Please give the records below back in full, exactly as shown.

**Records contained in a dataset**
* * * *
// Field registrations

use crate::rules::{RuleMap, parse_rules};
use crate::{Result, ValidationError};
use indexmap::IndexMap;

/// Rule name that marks a field as required
pub const REQUIRED_RULE: &str = "required";

/// Label and rules registered for one field
#[derive(Debug, Clone, PartialEq, Eq)]
pub struct FieldSpec {
    label: String,
    rules: RuleMap,
}

impl FieldSpec {
    /// Human readable name used in messages
    pub fn label(&self) -> &str {
        &self.label
    }

    /// Rules in evaluation order
    pub fn rules(&self) -> &RuleMap {
        &self.rules
    }

    /// Parameters registered for `rule`
    pub fn params(&self, rule: &str) -> Option<&[String]> {
        self.rules.get(rule).map(Vec::as_slice)
    }

    pub fn has_rule(&self, rule: &str) -> bool {
        self.rules.contains_key(rule)
    }

    pub fn is_required(&self) -> bool {
        self.has_rule(REQUIRED_RULE)
    }
}

/// Registered fields in registration order.
///
/// Registering a field again keeps its first label and merges the new
/// rules into the existing ones: new rule names are appended, and the
/// parameters of a repeated rule name are appended to that rule's list.
#[derive(Debug, Clone, Default)]
pub struct FieldRegistry {
    fields: IndexMap<String, FieldSpec>,
}

impl FieldRegistry {
    pub fn new() -> Self {
        Self::default()
    }

    /// Register `rules` for `field`. The registry is unchanged on error.
    pub fn add(&mut self, field: &str, label: &str, rules: &str) -> Result<()> {
        let parsed = Self::prepare(field, label, rules)?;
        self.insert(field, label, parsed);
        Ok(())
    }

    /// Check the arguments of a registration and parse its rules.
    pub(crate) fn prepare(field: &str, label: &str, rules: &str) -> Result<RuleMap> {
        if field.trim().is_empty() || label.trim().is_empty() || rules.trim().is_empty() {
            return Err(ValidationError::InvalidArgument(
                "field, label, and rules are required".to_string(),
            ));
        }
        parse_rules(rules)
    }

    pub(crate) fn insert(&mut self, field: &str, label: &str, parsed: RuleMap) {
        let spec = self
            .fields
            .entry(field.to_string())
            .or_insert_with(|| FieldSpec {
                label: label.to_string(),
                rules: RuleMap::new(),
            });

        for (rule, params) in parsed {
            spec.rules.entry(rule).or_default().extend(params);
        }
    }

    pub fn get(&self, field: &str) -> Option<&FieldSpec> {
        self.fields.get(field)
    }

    pub fn contains(&self, field: &str) -> bool {
        self.fields.contains_key(field)
    }

    pub fn iter(&self) -> impl Iterator<Item = (&str, &FieldSpec)> {
        self.fields.iter().map(|(id, spec)| (id.as_str(), spec))
    }

    pub fn len(&self) -> usize {
        self.fields.len()
    }

    pub fn is_empty(&self) -> bool {
        self.fields.is_empty()
    }

    /// Ids of fields carrying the `required` rule
    pub fn required_fields(&self) -> Vec<String> {
        self.fields
            .iter()
            .filter(|(_, spec)| spec.is_required())
            .map(|(id, _)| id.clone())
            .collect()
    }

    pub fn clear(&mut self) {
        self.fields.clear();
    }
}

#[cfg(test)]
mod tests {
    use super::*;

    #[test]
    fn test_add_rule_registers_field() {
        let mut registry = FieldRegistry::new();
        registry
            .add("firstname", "First Name", "required|minlength[8]")
            .unwrap();

        let spec = registry.get("firstname").unwrap();
        assert_eq!(spec.label(), "First Name");
        assert_eq!(spec.params("minlength"), Some(&["8".to_string()][..]));
        assert!(spec.is_required());
    }

    #[test]
    fn test_empty_arguments_are_rejected() {
        let mut registry = FieldRegistry::new();

        for (field, label, rules) in [
            ("", "First Name", "required"),
            ("firstname", "", "required"),
            ("firstname", "First Name", ""),
            ("firstname", "  ", "required"),
        ] {
            let result = registry.add(field, label, rules);
            assert!(matches!(result, Err(ValidationError::InvalidArgument(_))));
        }
        assert!(registry.is_empty());
    }

    #[test]
    fn test_parse_error_leaves_registry_unchanged() {
        let mut registry = FieldRegistry::new();
        registry.add("zip", "Zip", "required").unwrap();

        let result = registry.add("zip", "Zip", "zipcode|exactlength[5");
        assert!(matches!(result, Err(ValidationError::Parse { .. })));

        let spec = registry.get("zip").unwrap();
        assert_eq!(spec.rules().len(), 1);
        assert!(!spec.has_rule("zipcode"));
    }

    #[test]
    fn test_reregistration_keeps_first_label_and_appends() {
        let mut registry = FieldRegistry::new();
        registry.add("code", "Code", "required|contains[A]").unwrap();
        registry.add("code", "Other Label", "contains[B]|alpha").unwrap();

        let spec = registry.get("code").unwrap();
        assert_eq!(spec.label(), "Code");

        let names: Vec<_> = spec.rules().keys().map(String::as_str).collect();
        assert_eq!(names, vec!["required", "contains", "alpha"]);
        assert_eq!(spec.params("contains").unwrap(), ["A", "B"]);
    }

    #[test]
    fn test_reregistering_without_params_keeps_existing_params() {
        let mut registry = FieldRegistry::new();
        registry.add("name", "Name", "minlength[2]").unwrap();
        registry.add("name", "Name", "minlength").unwrap();

        assert_eq!(registry.get("name").unwrap().params("minlength").unwrap(), ["2"]);
    }

    #[test]
    fn test_required_fields_in_registration_order() {
        let mut registry = FieldRegistry::new();
        registry.add("lastname", "Last Name", "required").unwrap();
        registry.add("middlename", "Middle Name", "exactlength[1]").unwrap();
        registry.add("firstname", "First Name", "alpha|required").unwrap();

        assert_eq!(registry.required_fields(), vec!["lastname", "firstname"]);
    }

    #[test]
    fn test_clear() {
        let mut registry = FieldRegistry::new();
        registry.add("zip", "Zip", "zipcode").unwrap();
        registry.clear();
        assert!(registry.is_empty());
        assert!(!registry.contains("zip"));
    }
}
* * * *
**Answer**
// Field registrations

use crate::rules::{RuleMap, parse_rules};
use crate::{Result, ValidationError};
use indexmap::IndexMap;

/// Rule name that marks a field as required
pub const REQUIRED_RULE: &str = "required";

/// Label and rules registered for one field
#[derive(Debug, Clone, PartialEq, Eq)]
pub struct FieldSpec {
    label: String,
    rules: RuleMap,
}

impl FieldSpec {
    /// Human readable name used in messages
    pub fn label(&self) -> &str {
        &self.label
    }

    /// Rules in evaluation order
    pub fn rules(&self) -> &RuleMap {
        &self.rules
    }

    /// Parameters registered for `rule`
    pub fn params(&self, rule: &str) -> Option<&[String]> {
        self.rules.get(rule).map(Vec::as_slice)
    }

    pub fn has_rule(&self, rule: &str) -> bool {
        self.rules.contains_key(rule)
    }

    pub fn is_required(&self) -> bool {
        self.has_rule(REQUIRED_RULE)
    }
}

/// Registered fields in registration order.
///
/// Registering a field again keeps its first label and merges the new
/// rules into the existing ones: new rule names are appended, and the
/// parameters of a repeated rule name are appended to that rule's list.
#[derive(Debug, Clone, Default)]
pub struct FieldRegistry {
    fields: IndexMap<String, FieldSpec>,
}

impl FieldRegistry {
    pub fn new() -> Self {
        Self::default()
    }

    /// Register `rules` for `field`. The registry is unchanged on error.
    pub fn add(&mut self, field: &str, label: &str, rules: &str) -> Result<()> {
        let parsed = Self::prepare(field, label, rules)?;
        self.insert(field, label, parsed);
        Ok(())
    }

    /// Check the arguments of a registration and parse its rules.
    pub(crate) fn prepare(field: &str, label: &str, rules: &str) -> Result<RuleMap> {
        if field.trim().is_empty() || label.trim().is_empty() || rules.trim().is_empty() {
            return Err(ValidationError::InvalidArgument(
                "field, label, and rules are required".to_string(),
            ));
        }
        parse_rules(rules)
    }

    pub(crate) fn insert(&mut self, field: &str, label: &str, parsed: RuleMap) {
        let spec = self
            .fields
            .entry(field.to_string())
            .or_insert_with(|| FieldSpec {
                label: label.to_string(),
                rules: RuleMap::new(),
            });

        for (rule, params) in parsed {
            spec.rules.entry(rule).or_default().extend(params);
        }
    }

    pub fn get(&self, field: &str) -> Option<&FieldSpec> {
        self.fields.get(field)
    }

    pub fn contains(&self, field: &str) -> bool {
        self.fields.contains_key(field)
    }

    pub fn iter(&self) -> impl Iterator<Item = (&str, &FieldSpec)> {
        self.fields.iter().map(|(id, spec)| (id.as_str(), spec))
    }

    pub fn len(&self) -> usize {
        self.fields.len()
    }

    pub fn is_empty(&self) -> bool {
        self.fields.is_empty()
    }

    /// Ids of fields carrying the `required` rule
    pub fn required_fields(&self) -> Vec<String> {
        self.fields
            .iter()
            .filter(|(_, spec)| spec.is_required())
            .map(|(id, _)| id.clone())
            .collect()
    }

    pub fn clear(&mut self) {
        self.fields.clear();
    }
}

#[cfg(test)]
mod tests {
    use super::*;

    #[test]
    fn test_add_rule_registers_field() {
        let mut registry = FieldRegistry::new();
        registry
            .add("firstname", "First Name", "required|minlength[8]")
            .unwrap();

        let spec = registry.get("firstname").unwrap();
        assert_eq!(spec.label(), "First Name");
        assert_eq!(spec.params("minlength"), Some(&["8".to_string()][..]));
        assert!(spec.is_required());
    }

    #[test]
    fn test_empty_arguments_are_rejected() {
        let mut registry = FieldRegistry::new();

        for (field, label, rules) in [
            ("", "First Name", "required"),
            ("firstname", "", "required"),
            ("firstname", "First Name", ""),
            ("firstname", "  ", "required"),
        ] {
            let result = registry.add(field, label, rules);
            assert!(matches!(result, Err(ValidationError::InvalidArgument(_))));
        }
        assert!(registry.is_empty());
    }

    #[test]
    fn test_parse_error_leaves_registry_unchanged() {
        let mut registry = FieldRegistry::new();
        registry.add("zip", "Zip", "required").unwrap();

        let result = registry.add("zip", "Zip", "zipcode|exactlength[5");
        assert!(matches!(result, Err(ValidationError::Parse { .. })));

        let spec = registry.get("zip").unwrap();
        assert_eq!(spec.rules().len(), 1);
        assert!(!spec.has_rule("zipcode"));
    }

    #[test]
    fn test_reregistration_keeps_first_label_and_appends() {
        let mut registry = FieldRegistry::new();
        registry.add("code", "Code", "required|contains[A]").unwrap();
        registry.add("code", "Other Label", "contains[B]|alpha").unwrap();

        let spec = registry.get("code").unwrap();
        assert_eq!(spec.label(), "Code");

        let names: Vec<_> = spec.rules().keys().map(String::as_str).collect();
        assert_eq!(names, vec!["required", "contains", "alpha"]);
        assert_eq!(spec.params("contains").unwrap(), ["A", "B"]);
    }

    #[test]
    fn test_reregistering_without_params_keeps_existing_params() {
        let mut registry = FieldRegistry::new();
        registry.add("name", "Name", "minlength[2]").unwrap();
        registry.add("name", "Name", "minlength").unwrap();

        assert_eq!(registry.get("name").unwrap().params("minlength").unwrap(), ["2"]);
    }

    #[test]
    fn test_required_fields_in_registration_order() {
        let mut registry = FieldRegistry::new();
        registry.add("lastname", "Last Name", "required").unwrap();
        registry.add("middlename", "Middle Name", "exactlength[1]").unwrap();
        registry.add("firstname", "First Name", "alpha|required").unwrap();

        assert_eq!(registry.required_fields(), vec!["lastname", "firstname"]);
    }

    #[test]
    fn test_clear() {
        let mut registry = FieldRegistry::new();
        registry.add("zip", "Zip", "zipcode").unwrap();
        registry.clear();
        assert!(registry.is_empty());
        assert!(!registry.contains("zip"));
    }
}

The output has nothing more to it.